• 30/05/2024 23:00

PolitiqueArte. El pensador

Durante muchísimo tiempo fue de esas imágenes que aparecían en todos sitios, a veces hasta inconscientemente la encontrábamos en medio de nuestros pensamientos. Nacida en una época distante, donde los valores que hoy parecen cada vez más difuminados. “El pensador” reflejaba la búsqueda interior de sentido, la interminable batalla del hombre contra sus situaciones. Esa es la razón de su intemporalidad, su construcción de bronce evita su oxidación y su mensaje perdura en el tiempo. ¿Pero qué ha pasado con esta escultura en las últimas décadas?, ¿a dónde se ha ido la mística que la rodeaba? Será que ya no nos enfrentamos a nuestra propia realidad, derivando los debates a un sistema binario y aburrido; será que ya no nos cuestionamos lo suficiente, será que ya no tenemos tiempo o, simplemente y llanamente, la obra ya no interesa por su peso y valor. Porque pensar, reflexionar, comparar y debatir sobre el estado de nuestra vida, nuestras ideas y fantasías es peligroso para los que se lucran de los automatismos y la ignorancia. Y no me refiero a la falta o escasez de conocimientos y procesos mentales, sino que hablo, cuando utilizo la palabra “ignorancia”, de la capacidad que tiene el ser humano para vivir inadvertido de lo que le rodea.
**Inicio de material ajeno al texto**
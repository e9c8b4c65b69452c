use super::{AnalysisResult, popularity, summarize};
use crate::Result;
use core::fmt::Write;
use owo_colors::OwoColorize;

pub fn generate<W: Write>(result: &AnalysisResult, use_colors: bool, writer: &mut W) -> Result<()> {
    let summary = summarize(result);

    write_heading(writer, "Summary", use_colors)?;
    writeln!(writer, "  Users:              {}", summary.total_users)?;
    writeln!(writer, "  Total extensions:   {}", summary.total_entries)?;
    writeln!(writer, "  Unique extensions:  {}", summary.unique_extensions)?;
    writeln!(writer, "  Successful lookups: {}", summary.successful_lookups)?;

    if summary.failed_lookups > 0 && use_colors {
        writeln!(writer, "  Failed lookups:     {}", summary.failed_lookups.red().bold())?;
    } else {
        writeln!(writer, "  Failed lookups:     {}", summary.failed_lookups)?;
    }

    let ranking = popularity(result);
    if ranking.is_empty() {
        return Ok(());
    }

    writeln!(writer)?;
    write_heading(writer, "Extension usage", use_colors)?;

    let rank_width = ranking.len().to_string().len();
    let name_width = ranking.iter().map(|u| u.metadata.display_name.chars().count()).max().unwrap_or(0);

    for (index, usage) in ranking.iter().enumerate() {
        let rank = index + 1;
        let plural = if usage.users == 1 { "" } else { "s" };
        let name = &usage.metadata.display_name;

        if use_colors {
            writeln!(
                writer,
                "  {rank:>rank_width$}. {:<name_width$}  {} user{plural}  {}",
                name.bold(),
                usage.users.cyan(),
                usage.identifier.dimmed()
            )?;
        } else {
            writeln!(
                writer,
                "  {rank:>rank_width$}. {name:<name_width$}  {} user{plural}  {}",
                usage.users, usage.identifier
            )?;
        }
    }

    Ok(())
}

fn write_heading<W: Write>(writer: &mut W, heading: &str, use_colors: bool) -> Result<()> {
    if use_colors {
        writeln!(writer, "{}", heading.bold())?;
    } else {
        writeln!(writer, "{heading}")?;
    }
    Ok(())
}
“El poeta” como tituló la escultura Rodin, que en un inicio quería que fuera una interpretación de Dante Alighieri pensando en la construcción de su magnum opus, representa a un hombre delgado, afligido y concentrado en una tarea, el pensar. La escultura, aunque se le pueden llegar a dar mil y un análisis diferentes, el declive del imperio francés, la debacle militar en las guerras franco-prusianas, el sentimiento de monotonía durante belle époque o mil historias más; lo cierto es que esta escultura nos demuestra, a nosotros, los ciudadanos del siglo XXI, un rasgo ahora perdido entre la red y la viralidad, el poder frenar y meditar sobre lo que nos rodea. Porque nos decantamos por lo fácil, por la automatización de nuestra propia esencia, por el letargo generalizado, por seguir cargando las cadenas de la obediencia, antes que enfrentarnos a nuestra propia conciencia.
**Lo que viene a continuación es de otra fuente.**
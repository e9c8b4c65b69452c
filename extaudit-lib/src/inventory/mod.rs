//! Decoding of per-user extension listings
//!
//! The listings are produced by a collection script run on the target host: one heading
//! per user followed by the extension directory names found in that user's extension
//! folder. This module turns that text into structured data.
//!
//! # Implementation Model
//!
//! [`ExtensionRef::parse`] splits a directory name such as
//! `rust-lang.rust-analyzer-0.3.2500-darwin-arm64` into the marketplace identifier and
//! the version. [`decode`] drives a two-state line classifier over the listing and
//! yields an [`Inventory`]: the per-user entries plus the flat list of raw names that
//! feeds the enrichment pipeline.
//!
//! Decoding never fails. Lines that are not understood are skipped.

mod decoder;
mod extension_ref;

pub use decoder::{Inventory, UserEntries, decode};
pub use extension_ref::{ExtensionRef, split_dir_name};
Rodin dejó en esta pieza fundida un mensaje que resonaba bien con el sentimiento de superación, con las ganas de pelear en contra de las injusticias, con esa llama tan característica que nos llevaba a alzarnos en contra de los obstáculos y las barreras, dándole alas a la fuerza de voluntad y al esmero. Pero algo ocurrió, sucedió de pronto, una sacudida que desgarró esa necesidad imperante de pensar sobre nuestra situación, nos alejamos del calor y de la incertidumbre de formarnos a nosotros mismos, de debatir cada acción con el contrincante de nuestra cabeza, para dar paso a masas antropomórficas que pululan sin un pensamiento detrás de los ojos. Hemos usado el bronce del Pensador para colgarle medallas a los necios adictos a la conformidad, prisioneros de la resignación. He ahí el inicio del fin de Occidente.
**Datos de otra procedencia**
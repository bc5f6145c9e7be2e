//! Wrappers around the external Tesseract tools.
//!
//! Two collaborators are exposed as traits so that corpus code can be tested
//! without the real executables:
//! - [`Recognizer`]: runs OCR on one image and returns its text
//!   ([`TesseractCli`] calls `tesseract <img> stdout`).
//! - [`Trainer`]: fine-tunes or trains a model from a ground-truth directory
//!   ([`TesstrainCli`] calls `make training` inside a tesstrain checkout).

use std::{fmt, io, path::{Path, PathBuf}, process::Command};

use thiserror::Error;
use tracing::{debug, info, instrument};

#[derive(Debug, Error)]
pub enum ToolError {
    #[error("error launching {tool}: {source}")]
    Launch {
        tool: String,
        #[source]
        source: io::Error,
    },
    #[error("{tool} exited with {status}: {stderr}")]
    Failed {
        tool: String,
        status: String,
        stderr: String,
    },
    #[error("{tool} produced non UTF-8 output")]
    Utf8 { tool: String },
}

/// Tesseract page segmentation modes used by this workspace.
#[derive(Clone, Copy, Debug, PartialEq, Eq)]
pub enum PageSegMode {
    /// Fully automatic page segmentation (`--psm 3`).
    Auto,
    /// Treat the image as a single text line (`--psm 7`).
    SingleLine,
}

impl PageSegMode {
    pub fn as_arg(&self) -> &'static str {
        match self {
            PageSegMode::Auto => "3",
            PageSegMode::SingleLine => "7",
        }
    }
}

impl fmt::Display for PageSegMode {
    fn fmt(&self, f: &mut fmt::Formatter<'_>) -> fmt::Result {
        f.write_str(self.as_arg())
    }
}

/// OCR collaborator: image in, raw recognized text out.
pub trait Recognizer {
    fn recognize(&self, image: &Path) -> Result<String, ToolError>;
}

/// Runs the `tesseract` executable for one image and captures stdout.
#[derive(Clone, Debug)]
pub struct TesseractCli {
    pub binary: PathBuf,
    pub tessdata_dir: PathBuf,
    pub lang: String,
    pub psm: PageSegMode,
}

impl TesseractCli {
    pub fn new<P: AsRef<Path>>(tessdata_dir: P, lang: &str, psm: PageSegMode) -> Self {
        Self {
            binary: PathBuf::from("tesseract"),
            tessdata_dir: tessdata_dir.as_ref().to_path_buf(),
            lang: lang.to_string(),
            psm,
        }
    }
}

impl Recognizer for TesseractCli {
    fn recognize(&self, image: &Path) -> Result<String, ToolError> {
        let tool = self.binary.display().to_string();
        let output = Command::new(&self.binary)
            .arg(image)
            .arg("stdout")
            .arg("--tessdata-dir")
            .arg(&self.tessdata_dir)
            .arg("-l")
            .arg(&self.lang)
            .arg("--psm")
            .arg(self.psm.as_arg())
            .output()
            .map_err(|source| ToolError::Launch { tool: tool.clone(), source })?;

        if !output.status.success() {
            return Err(ToolError::Failed {
                tool,
                status: output.status.to_string(),
                stderr: String::from_utf8_lossy(&output.stderr).trim().to_string(),
            });
        }
        String::from_utf8(output.stdout).map_err(|_| ToolError::Utf8 { tool })
    }
}

/// Model the trainer continues from.
#[derive(Clone, Debug, PartialEq)]
pub struct StartModel {
    /// Language name as found in `tessdata_dir` (`<name>.traineddata`).
    pub name: String,
    pub tessdata_dir: PathBuf,
}

impl StartModel {
    /// Builds a start model from an explicit `.traineddata` file path.
    pub fn from_traineddata(path: &Path) -> Option<Self> {
        let name = path.file_stem()?.to_str()?.to_string();
        let tessdata_dir = path.parent().map(Path::to_path_buf).unwrap_or_default();
        Some(Self { name, tessdata_dir })
    }
}

/// Everything one training run needs.
#[derive(Clone, Debug)]
pub struct TrainRequest {
    pub model_name: String,
    /// `None` trains from scratch.
    pub start_model: Option<StartModel>,
    /// Search directory for base models when no start model overrides it.
    pub tessdata_dir: PathBuf,
    pub max_iterations: u32,
    pub learning_rate: f64,
    pub ground_truth_dir: PathBuf,
    pub eval_list: PathBuf,
}

impl TrainRequest {
    fn tessdata(&self) -> &Path {
        match &self.start_model {
            Some(start) => &start.tessdata_dir,
            None => &self.tessdata_dir,
        }
    }
}

/// Training collaborator. Returns the path where the model artifact for
/// `request.model_name` is expected; callers check that it exists.
pub trait Trainer {
    fn train(&self, request: &TrainRequest) -> Result<PathBuf, ToolError>;
}

/// Drives `make training` in a tesstrain checkout.
#[derive(Clone, Debug)]
pub struct TesstrainCli {
    pub make: PathBuf,
    pub tesstrain_dir: PathBuf,
}

impl TesstrainCli {
    pub fn new<P: AsRef<Path>>(tesstrain_dir: P) -> Self {
        Self { make: PathBuf::from("make"), tesstrain_dir: tesstrain_dir.as_ref().to_path_buf() }
    }

    /// Location of the finished model for `model_name`.
    pub fn artifact_path(&self, model_name: &str) -> PathBuf {
        self.tesstrain_dir.join("data").join(format!("{}.traineddata", model_name))
    }

    /// Make variables passed to the `training` target.
    pub fn make_args(&self, request: &TrainRequest) -> Vec<String> {
        let mut args = vec![
            "-C".to_string(),
            self.tesstrain_dir.display().to_string(),
            "training".to_string(),
            format!("MODEL_NAME={}", request.model_name),
        ];
        if let Some(start) = &request.start_model {
            args.push(format!("START_MODEL={}", start.name));
        }
        args.push(format!("TESSDATA={}", request.tessdata().display()));
        args.push(format!("MAX_ITERATIONS={}", request.max_iterations));
        args.push(format!("LEARNING_RATE={}", request.learning_rate));
        args.push(format!("GROUND_TRUTH_DIR={}", request.ground_truth_dir.display()));
        args.push(format!("EVAL_LIST={}", request.eval_list.display()));
        args
    }
}

impl Trainer for TesstrainCli {
    #[instrument(skip_all, fields(model = %request.model_name))]
    fn train(&self, request: &TrainRequest) -> Result<PathBuf, ToolError> {
        let tool = self.make.display().to_string();
        let args = self.make_args(request);
        debug!(?args, "launching trainer");

        let status = Command::new(&self.make)
            .args(&args)
            .status()
            .map_err(|source| ToolError::Launch { tool: tool.clone(), source })?;
        if !status.success() {
            return Err(ToolError::Failed { tool, status: status.to_string(), stderr: String::new() });
        }

        let artifact = self.artifact_path(&request.model_name);
        info!(artifact = %artifact.display(), "training finished");
        Ok(artifact)
    }
}

#[cfg(test)]
mod tests {
    use super::*;

    fn request(start_model: Option<StartModel>) -> TrainRequest {
        TrainRequest {
            model_name: "meter".to_string(),
            start_model,
            tessdata_dir: PathBuf::from("/usr/share/tessdata"),
            max_iterations: 400,
            learning_rate: 0.0001,
            ground_truth_dir: PathBuf::from("out/train"),
            eval_list: PathBuf::from("out/test/list.txt"),
        }
    }

    #[test]
    fn make_args_with_base_model() {
        let cli = TesstrainCli::new("tesstrain");
        let start = StartModel { name: "eng".to_string(), tessdata_dir: PathBuf::from("/usr/share/tessdata") };
        let args = cli.make_args(&request(Some(start)));
        assert_eq!(args[0..3], ["-C", "tesstrain", "training"]);
        assert!(args.contains(&"MODEL_NAME=meter".to_string()));
        assert!(args.contains(&"START_MODEL=eng".to_string()));
        assert!(args.contains(&"TESSDATA=/usr/share/tessdata".to_string()));
        assert!(args.contains(&"MAX_ITERATIONS=400".to_string()));
        assert!(args.contains(&"LEARNING_RATE=0.0001".to_string()));
        assert!(args.contains(&"GROUND_TRUTH_DIR=out/train".to_string()));
        assert!(args.contains(&"EVAL_LIST=out/test/list.txt".to_string()));
    }

    #[test]
    fn make_args_from_scratch_has_no_start_model() {
        let cli = TesstrainCli::new("tesstrain");
        let args = cli.make_args(&request(None));
        assert!(!args.iter().any(|a| a.starts_with("START_MODEL=")));
        assert!(args.contains(&"TESSDATA=/usr/share/tessdata".to_string()));
    }

    #[test]
    fn custom_traineddata_overrides_tessdata() {
        let start = StartModel::from_traineddata(Path::new("/models/digits.traineddata")).unwrap();
        assert_eq!(start.name, "digits");
        let cli = TesstrainCli::new("tesstrain");
        let args = cli.make_args(&request(Some(start)));
        assert!(args.contains(&"START_MODEL=digits".to_string()));
        assert!(args.contains(&"TESSDATA=/models".to_string()));
    }

    #[test]
    fn artifact_is_addressed_by_model_name() {
        let cli = TesstrainCli::new("/opt/tesstrain");
        assert_eq!(cli.artifact_path("meter"), PathBuf::from("/opt/tesstrain/data/meter.traineddata"));
    }

    #[test]
    fn missing_binary_is_a_launch_error() {
        let mut cli = TesseractCli::new("/nonexistent", "eng", PageSegMode::SingleLine);
        cli.binary = PathBuf::from("/nonexistent/tesseract-binary");
        let err = cli.recognize(Path::new("a.png")).unwrap_err();
        assert!(matches!(err, ToolError::Launch { .. }));
    }
}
Pero el Pensador permanece sentado, reflexionando, meditando, pensando sobre la impávida habilidad de cavilar. Porque al que piensa, al que dentro de su propia caldera, como lo hizo Descartes, reflexiona sobre su quintaesencia pierde el miedo a hablar sobre las ocurrencias más injustas, las situaciones más desoladoras; aquel que comienza a concentrarse de verdad sobre sus acciones, meditando cada paso que da, comienza a descubrir acciones, actos irreflexivos, que soslayan su propia libertad.

Pero para ello, para sentarse sobre una piedra y pensar, hacen falta herramientas etéreas únicas para cada pensador. Armas que solo se encuentran en la forja del que piensa. Son esas espadas, esos escudos y esas ballestas las que derrotan a los ejércitos de dopamina. La reflexión libera, la reflexión crece, pero la reflexión tiene un coste, a veces muy alto. Porque piensa, el que reflexiona sobre su mundo, descubre atropellos inmorales que se desatan a su alrededor, convirtiendo su realidad, en un momento, en una pesadilla descontrolada. Ahora, deberíamos reflexionar si vale la pena vivir en el grisáceo entumecimiento de la comodidad o en la paranoica esquizofrenia de las ideas.